The NB2308AI1HDT is a high-performance clock buffer from ON Semiconductor, a renowned leader in energy-efficient innovations. This advanced integrated circuit is designed to distribute high-speed signals with precision and reliability. It is a crucial component in various electronic applications, including computing systems, networking equipment, and digital consumer electronics.
Key Features
- Frequency Range: The device supports a wide frequency range, making it versatile for different clock signal requirements.
- Low Skew: It offers low output-to-output skew, which ensures synchronous signal distribution necessary for maintaining system stability and performance.
- Multiple Outputs: With multiple outputs, the NB2308AI1HDT can distribute the clock signal to several destinations simultaneously without compromising signal integrity.
- Power Efficiency: The device is designed for low power consumption, contributing to overall energy savings in the systems where it is deployed.

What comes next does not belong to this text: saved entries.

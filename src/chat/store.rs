use chrono::Utc;
use log::debug;
use serde::{Deserialize, Serialize};
use std::collections::HashMap;
use std::sync::{Mutex, MutexGuard};

use crate::api::events::PushEvent;
use crate::api::models::{ConversationKey, Message, MessageId, UserId, default_message_type};

/// What to do with a push event that announces a message we sent ourselves.
#[derive(Debug, Clone, Copy, PartialEq, Eq, Default, Serialize, Deserialize)]
#[serde(rename_all = "snake_case")]
pub enum EchoPolicy {
    /// Store it like any other push. The sender then sees both the REST copy and the echo.
    #[default]
    KeepBoth,
    /// Ignore pushes authored by the session user; the REST write already recorded them.
    DropOwnEcho,
}

/// Per-conversation timelines for one session.
///
/// Two write paths feed it: `replace_from_fetch` with authoritative history from
/// the REST API, and `merge_push`/`append` with incremental messages. No attempt
/// is made to reconcile the two beyond `EchoPolicy`; a fetch landing after a push
/// simply overwrites it.
pub struct ConversationStore {
    me: UserId,
    echo_policy: EchoPolicy,
    timelines: Mutex<HashMap<ConversationKey, Vec<Message>>>,
}

impl ConversationStore {
    pub fn new(me: UserId, echo_policy: EchoPolicy) -> Self {
        Self { me, echo_policy, timelines: Mutex::new(HashMap::new()) }
    }

    pub fn me(&self) -> UserId {
        self.me
    }

    pub fn replace_from_fetch(&self, key: ConversationKey, messages: Vec<Message>) {
        debug!("{}: timeline replaced with {} fetched message(s)", key, messages.len());
        self.lock().insert(key, messages);
    }

    pub fn append(&self, key: ConversationKey, message: Message) {
        self.lock().entry(key).or_default().push(message);
    }

    /// Record a push event as a provisional message. Returns the conversation it
    /// landed in, or `None` when the event was not stored.
    pub fn merge_push(&self, event: &PushEvent) -> Option<ConversationKey> {
        let push = match event {
            PushEvent::Message(push) => push,
            PushEvent::Unknown(raw) => {
                debug!("ignoring {} event from user {}", raw.event_type, raw.user_id);
                return None;
            }
        };
        if self.echo_policy == EchoPolicy::DropOwnEcho && push.sender_id == self.me {
            debug!("dropping own echo");
            return None;
        }

        let key = push.conversation_key(self.me);
        let message = Message {
            id: MessageId::provisional(),
            sender_id: push.sender_id,
            recipient: push.recipient,
            content: push.content.clone(),
            message_type: default_message_type(),
            created_at: Utc::now().naive_utc(),
            is_read: false,
        };
        self.append(key, message);
        Some(key)
    }

    pub fn timeline(&self, key: ConversationKey) -> Vec<Message> {
        self.lock().get(&key).cloned().unwrap_or_default()
    }

    pub fn clear(&self) {
        self.lock().clear();
    }

    fn lock(&self) -> MutexGuard<'_, HashMap<ConversationKey, Vec<Message>>> {
        self.timelines.lock().unwrap_or_else(|poisoned| poisoned.into_inner())
    }
}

- Temperature Range: It operates effectively over a broad temperature range, suitable for various working environments.
Applications
The NB2308AI1HDT is utilized in a range of applications where precise clock signal distribution is critical. Its robust performance makes it ideal for:
- High-speed computing systems
- Networking and telecommunications equipment
- Consumer electronics such as high-definition televisions and multimedia devices
- Industrial control systems
Quality and Reliability
ON Semiconductor is committed to delivering high-quality products. The NB2308AI1HDT is manufactured with stringent quality control processes, ensuring that it meets the high standards expected by the industry. Its reliability is backed by ON Semiconductor's reputation for producing durable and dependable components.
Environmental Compliance
Adhering to environmental regulations, the NB2308AI1HDT is designed with eco-friendly materials and conforms to various international standards, reflecting ON Semiconductor's dedication to sustainability and environmental responsibility.